Health

Trans people twice as likely to die as cis men, women: Lancet study over 5 decades

Mortality risk among trans people did not decrease between 1972 and 2018; the risk may be higher in other countries due to social stigma, study author tells DTE

 
By Anshika Ravi
Published: Thursday 02 September 2021

Transgender people are twice as likely to die compared to cisgender men and women, according to an analysis of country-wide data from the Netherlands spanning five decades.  This mortality risk among transgender people did not decrease between 1972 and 2018.  

Mortality risk was higher in trangender women compared to transgender men, the study, published in journal Lancet Diabetes and Endocrinology September 2, 2021, noted.

Another major point of observation was the gender-affirming hormone treatment — that trans people opt for to induce desired physical changes and that has side effects — may have led to an increase in mortality. The side effects of such a therapy include cardiovascular disease and cancer.

The findings, according to the lead author of the study Martin den Heijer, point to a need for acceptance, and monitoring and treatment for cardiovascular disease, tobacco use and human immunodeficiency virus (HIV) infection among transgender people.

Experts flagged the publication of data on the safety of gender-affirming hormone therapy in the transgender population “encouraging”. Heijer told Down to Earth: “The results of the study could be projected on other countries as well, although disparities in helathcare for transgenders in other countries may be even greater because of social stigma.”

What does the study say

Transgender people experience incongruence between their sex assigned at birth and their gender identity. It was estimated in 2015 that one out of every 2,800 ‘birth-assigned males’ and 1 out of every 5,200 ‘birth-assigned females’ received medical treatment for gender dysphoria in the Netherlands.

Transgender men receiving gender-affirming hormone therapy are usually treated with testosterone to promote the development of masculine features, while transgender women typically receive antiandrogens and oestrogens, which induce feminine physical characteristics.

Over the past years, a substantial increase has been observed in the number of referrals for transgender healthcare — for psychological, endocrine or surgical treatment.

While, according to the paper, hormone therapy is considered safe, not much data is available on the same, leading to insufficient evidence to determine long-term effects of the therapy.

The study surveyed of 4,568 adult transgender people — 2,927 transgender women and 1,641 transgender men — who had attended the gender identity clinic at Amsterdam UMC between 1972 and 2018. All of them received or were receiving gender-affirming hormone treatment during the said period.
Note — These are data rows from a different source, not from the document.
//! Draw and copy packet translation.
use easyerr::{Error, ResultExt};
use xenos::fetch::{
    FetchConstantType, MemexportRange, MemexportStream, VertexFetch, add_memexport_range,
};
use xenos::primitive::{IndexBufferInfo, PrimitiveType};
use xenos::reg::{ModeControl, PaSuScModeCntl, RbModeControl, Reg};
use xenos::{Group, Shader, ShaderStage};

use crate::binding::{BindError, BindRequest};
use crate::constants::{SystemConstants, SystemInputs};
use crate::host::{Command, Device, HostError};
use crate::modules::{DrawInputs, IndexSource, PipelineRequest};
use crate::processor::{BoundIndexBuffer, CommandProcessor, recorder};
use crate::readback::PendingReadback;
use crate::state;
use crate::submission::SubmitError;
use crate::topology::host_topology;

#[derive(Debug, Error)]
pub enum DrawError {
    #[error("graphics device lost")]
    DeviceLost,
    #[error("no vertex shader bound")]
    NoVertexShader,
    #[error("primitive processing failed")]
    Primitive,
    #[error("no pipeline available for the draw")]
    Pipeline,
    #[error("render targets could not be bound")]
    RenderTargets,
    #[error("vertex fetch constant {index} has type {ty:?}")]
    InvalidFetchConstant { index: u8, ty: FetchConstantType },
    #[error("vertex buffer at {address:08X} ({size} bytes) is unavailable")]
    VertexBuffer { address: u32, size: u32 },
    #[error("index buffer at {address:08X} ({size} bytes) is unavailable")]
    IndexBuffer { address: u32, size: u32 },
    #[error("memory export stream in constant {slot} has unsupported format {format}")]
    MemexportFormat { slot: u32, format: u8 },
    #[error("memory export range at {address:08X} ({length} bytes) is unavailable")]
    MemexportRange { address: u32, length: u32 },
    #[error("primitive type {primitive:?} has no host topology")]
    Topology { primitive: PrimitiveType },
    #[error("resolve failed")]
    Resolve,
    #[error(transparent)]
    Binding { source: BindError },
    #[error(transparent)]
    Submission { source: SubmitError },
    #[error(transparent)]
    Host { source: HostError },
}

impl DrawError {
    /// Whether the error means the device is gone, as opposed to a single skipped draw.
    pub fn is_device_lost(&self) -> bool {
        match self {
            Self::DeviceLost => true,
            Self::Binding {
                source:
                    BindError::Host {
                        source: HostError::DeviceLost,
                    },
            } => true,
            Self::Submission { source } => matches!(source, SubmitError::DeviceLost),
            Self::Host { source } => *source == HostError::DeviceLost,
            _ => false,
        }
    }
}

/// What happened to a draw packet.
#[derive(Debug, Clone, Copy, PartialEq, Eq)]
pub enum DrawOutcome {
    Drawn,
    /// Nothing can be rasterized and there are no memory exports.
    Culled,
    /// Primitive processing produced nothing to draw.
    Empty,
    /// The packet was a resolve.
    Copied,
}

/// Color write mask of the render targets the pixel shader writes.
fn color_mask(mask: u32, pixel: Option<&Shader>) -> u32 {
    let written = u32::from(pixel.map_or(0, |shader| shader.info.color_targets_written));

    let mut result = 0;
    for rt in 0..4 {
        if written & (1 << rt) != 0 {
            result |= mask & (0xF << (rt * 4));
        }
    }

    result
}

/// Guest memory ranges written by the memory exports of the given shaders.
fn memexport_ranges(
    regs: &xenos::RegisterFile,
    shaders: [Option<&Shader>; 2],
) -> Result<Vec<MemexportRange>, DrawError> {
    let mut ranges = Vec::new();

    for shader in shaders.into_iter().flatten() {
        for &slot in &shader.info.memexport_streams {
            let stream = MemexportStream::read(regs, slot);
            let Some(size_dwords) = stream.size_dwords() else {
                return Err(DrawError::MemexportFormat {
                    slot,
                    format: stream.format,
                });
            };

            if size_dwords == 0 {
                continue;
            }

            add_memexport_range(
                &mut ranges,
                MemexportRange {
                    base_dwords: stream.base_dwords,
                    size_dwords,
                },
            );
        }
    }

    Ok(ranges)
}

impl<D: Device> CommandProcessor<D> {
    /// Translates a draw packet. A failed draw is skipped, unless the device was lost, in which
    /// case every later call fails too.
    pub fn issue_draw(
        &mut self,
        primitive: PrimitiveType,
        index_count: u32,
        index_buffer: Option<IndexBufferInfo>,
        major_mode_explicit: bool,
    ) -> Result<DrawOutcome, DrawError> {
        let inputs = DrawInputs {
            primitive,
            index_count,
            index_buffer,
            major_mode_explicit,
        };

        let result = self.draw(&inputs);
        self.handle_failure(result)
    }

    /// Translates a copy packet, resolving EDRAM into guest memory.
    pub fn issue_copy(&mut self) -> Result<DrawOutcome, DrawError> {
        let result = self.copy();
        self.handle_failure(result)
    }

    fn handle_failure(
        &mut self,
        result: Result<DrawOutcome, DrawError>,
    ) -> Result<DrawOutcome, DrawError> {
        if let Err(err) = &result {
            if err.is_device_lost() {
                self.submissions.lose();
            } else {
                tracing::warn!("skipping draw: {err}");
            }
        }

        result
    }

    fn draw(&mut self, inputs: &DrawInputs) -> Result<DrawOutcome, DrawError> {
        if self.submissions.is_lost() {
            return Err(DrawError::DeviceLost);
        }

        let edram_mode = self.shadow.regs().view::<RbModeControl>().edram_mode();
        if edram_mode == ModeControl::Copy {
            return self.copy();
        }

        let vertex = self.shaders[ShaderStage::Vertex as usize]
            .clone()
            .ok_or(DrawError::NoVertexShader)?;
        let pixel = match edram_mode {
            // depth only
            ModeControl::Depth => None,
            _ => self.shaders[ShaderStage::Pixel as usize].clone(),
        };
        let shaders = [Some(&*vertex), pixel.as_deref()];

        let memexport = shaders
            .iter()
            .flatten()
            .any(|shader| shader.info.is_memexport());

        let polygonal = inputs.primitive.is_polygonal();
        let mode = self.shadow.regs().view::<PaSuScModeCntl>();
        let rasterization_done = matches!(edram_mode, ModeControl::ColorDepth | ModeControl::Depth)
            && !(polygonal && mode.cull_front() && mode.cull_back());

        if !rasterization_done && !memexport {
            return Ok(DrawOutcome::Culled);
        }

        self.begin_submission(true).context(DrawCtx::Submission)?;

        // primitive processing
        let mut rec = recorder!(self);
        let processed = self
            .modules
            .primitive
            .process(&mut rec, self.shadow.regs(), inputs)
            .ok_or(DrawError::Primitive)?;

        if processed.count == 0 {
            return Ok(DrawOutcome::Empty);
        }

        let topology = host_topology(processed.host_primitive, processed.tessellation).ok_or(
            DrawError::Topology {
                primitive: processed.host_primitive,
            },
        )?;

        let memexport_ranges = memexport_ranges(self.shadow.regs(), shaders)?;

        // pipeline
        let color_mask = color_mask(self.shadow.regs().get(Reg::RbColorMask), pixel.as_deref());
        let render_targets = self
            .modules
            .render_target
            .update(&mut rec, self.shadow.regs(), rasterization_done, color_mask)
            .ok_or(DrawError::RenderTargets)?;

        let binding = self
            .modules
            .pipeline
            .configure(&PipelineRequest {
                regs: self.shadow.regs(),
                vertex: &vertex,
                pixel: pixel.as_deref(),
                primitive: processed.host_primitive,
                tessellation: processed.tessellation,
                color_mask,
                render_targets: &render_targets,
            })
            .ok_or(DrawError::Pipeline)?;

        if self.pipeline != Some(binding.pipeline) {
            self.pipeline = Some(binding.pipeline);
            rec.push(Command::SetPipeline(binding.pipeline));
        }

        // fixed function state and system constants
        let viewport = state::viewport_info(self.shadow.regs());
        self.fixed_function
            .update(rec.submissions.commands(), self.shadow.regs(), viewport.viewport);

        let system = SystemConstants::compute(
            self.shadow.regs(),
            &SystemInputs {
                viewport: &viewport,
                render_targets: &render_targets,
                primitive_polygonal: polygonal,
                shared_memory_is_uav: memexport,
                index_endian: processed.index_endian,
                color_mask,
                edram_rov: self.config.edram_rov,
            },
        );

        if self.system.update(&system) {
            self.shadow.invalidate(Group::System);
        }

        // guest memory
        for &index in &vertex.info.vertex_fetches {
            let fetch = VertexFetch::read(self.shadow.regs(), index);
            match fetch.ty {
                FetchConstantType::Vertex => (),
                FetchConstantType::InvalidVertex if self.config.allow_invalid_fetch_constants => {
                    tracing::debug!(index, "vertex fetch constant is invalid, assuming vertex");
                }
                ty => return Err(DrawError::InvalidFetchConstant { index, ty }),
            }

            if !self
                .modules
                .memory
                .request_range(&mut rec, fetch.address, fetch.size)
            {
                return Err(DrawError::VertexBuffer {
                    address: fetch.address,
                    size: fetch.size,
                });
            }
        }

        for range in &memexport_ranges {
            if !self
                .modules
                .memory
                .request_range(&mut rec, range.address(), range.length())
            {
                return Err(DrawError::MemexportRange {
                    address: range.address(),
                    length: range.length(),
                });
            }
        }

        let index_buffer: Option<BoundIndexBuffer> = match processed.index_source {
            IndexSource::None => None,
            IndexSource::Guest {
                address,
                size,
                format,
            } => {
                if !self.modules.memory.request_range(&mut rec, address, size) {
                    return Err(DrawError::IndexBuffer { address, size });
                }

                let base = rec.device.gpu_address(self.modules.memory.buffer());
                Some((base.offset(u64::from(address)), size, format.into()))
            }
            IndexSource::HostConverted {
                address,
                size,
                format,
            }
            | IndexSource::HostBuiltin {
                address,
                size,
                format,
            } => Some((address, size, format.into())),
        };

        if memexport {
            self.modules.memory.use_for_writing(rec.barriers);
        } else {
            self.modules.memory.use_for_reading(rec.barriers);
        }

        self.modules.texture.request_textures(
            &mut rec,
            self.shadow.regs(),
            vertex.info.texture_mask(),
            pixel.as_ref().map_or(0, |shader| shader.info.texture_mask()),
        );

        // bindings
        for (stage, shader) in [ShaderStage::Vertex, ShaderStage::Pixel].into_iter().zip(shaders) {
            let hash = shader.map(|shader| shader.hash);
            if self.drawn_shaders[stage as usize] != hash {
                self.drawn_shaders[stage as usize] = hash;
                self.shadow.invalidate(Group::descriptors(stage));
            }
        }

        self.bindings
            .update(
                &mut rec,
                &mut self.shadow,
                &mut *self.modules.texture,
                &BindRequest {
                    vertex: &vertex,
                    pixel: pixel.as_deref(),
                    layout: binding.layout,
                    shared_memory_writable: memexport,
                    system: &self.system,
                },
            )
            .context(DrawCtx::Binding)?;

        // draw
        if self.topology != Some(topology) {
            self.topology = Some(topology);
            rec.push(Command::SetTopology(topology));
        }

        if let Some(bound) = index_buffer
            && self.index_buffer != Some(bound)
        {
            self.index_buffer = Some(bound);
            let (address, size, format) = bound;
            rec.push(Command::SetIndexBuffer {
                address,
                size,
                format,
            });
        }

        rec.flush_barriers();
        rec.push(match index_buffer {
            Some(_) => Command::DrawIndexed {
                index_count: processed.count,
            },
            None => Command::Draw {
                vertex_count: processed.count,
            },
        });

        if memexport_ranges.is_empty() {
            return Ok(DrawOutcome::Drawn);
        }

        for range in &memexport_ranges {
            self.modules
                .memory
                .range_written_by_gpu(range.address(), range.length(), false);
        }

        if self.config.readback_memexport {
            let ranges: Vec<_> = memexport_ranges
                .iter()
                .map(|range| (range.address(), range.length()))
                .collect();

            let pending = PendingReadback::record(
                &mut rec,
                &mut self.readback,
                &mut *self.modules.memory,
                &ranges,
            )
            .context(DrawCtx::Host)?;

            self.await_all_queue_operations()
                .context(DrawCtx::Submission)?;
            pending.complete(&mut self.device, &mut *self.modules.memory);
        }

        Ok(DrawOutcome::Drawn)
    }

    fn copy(&mut self) -> Result<DrawOutcome, DrawError> {
        if self.submissions.is_lost() {
            return Err(DrawError::DeviceLost);
        }

        self.begin_submission(true).context(DrawCtx::Submission)?;

        let mut rec = recorder!(self);
        let resolved = self
            .modules
            .render_target
            .resolve(&mut rec, self.shadow.regs(), &mut *self.modules.memory)
            .ok_or(DrawError::Resolve)?;

        // resolves may bind their own pipelines
        self.pipeline = None;
        self.topology = None;

        if resolved.length == 0 {
            return Ok(DrawOutcome::Copied);
        }

        self.modules
            .memory
            .range_written_by_gpu(resolved.address, resolved.length, true);

        if self.config.readback_resolve {
            let pending = PendingReadback::record(
                &mut rec,
                &mut self.readback,
                &mut *self.modules.memory,
                &[(resolved.address, resolved.length)],
            )
            .context(DrawCtx::Host)?;

            self.await_all_queue_operations()
                .context(DrawCtx::Submission)?;
            pending.complete(&mut self.device, &mut *self.modules.memory);
        }

        Ok(DrawOutcome::Copied)
    }
}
The median age at the start of hormone treatment was 30 years in transgender women and 23 years in transgender men. The median follow-up time in transgender women was 11 years and 5 years in transgender men.

During follow-up, 317 (10.8 per cent) transgender women and 44 (2.7 per cent) transgender men died, resulting in an overall mortality of 628 deaths per 100,000 people per year.

Most of the deaths from HIV-related disease in this study, however, occurred in the first decades studied, indicating an effect of improved HIV treatment over recent years.

Among other findings of the study were:

  • Mortality risk was almost double among transgender women compared to trans men in the general Dutch population, and nearly three times greater compared to cis women. This mortality risk did not decrease over the five decades.
  • Transgender women had 1.4 times greater risk of death compared to cis men because of cardiovascular disease. Mortality risk was almost double for lung cancer, more than five times greater for infection, and nearly three times as high for non-natural causes of death.
  • The greatest mortality risk from infection was associated with HIV-related disease, at nearly 15 times higher than for cis men.
  • Compared with cis women, transgender women were more than two times as likely to die of cardiovascular disease. They were three times more likely to die from lung cancer.

For non-natural causes of death, the greatest risk was suicide, at three times greater than for cis men. The study, however, noted that most suicide cases occurred in the first decades studied.

This may have been due to increased awareness among health-care providers regarding suicide risk in transgender people. An increase in social acceptance may have contributed to the decreased number of suicides over the past years, the study noted.

Heinjer told DTE: “The conclusion of our paper is that the increased risk of mortality is not explained by the hormone treatment itself. The increased risk for cardiovascular disease, lung cancer, infections (including HIV) and non-natural causes of death (including suicide) may be explained by lifestyle factors and mental and social wellbeing.”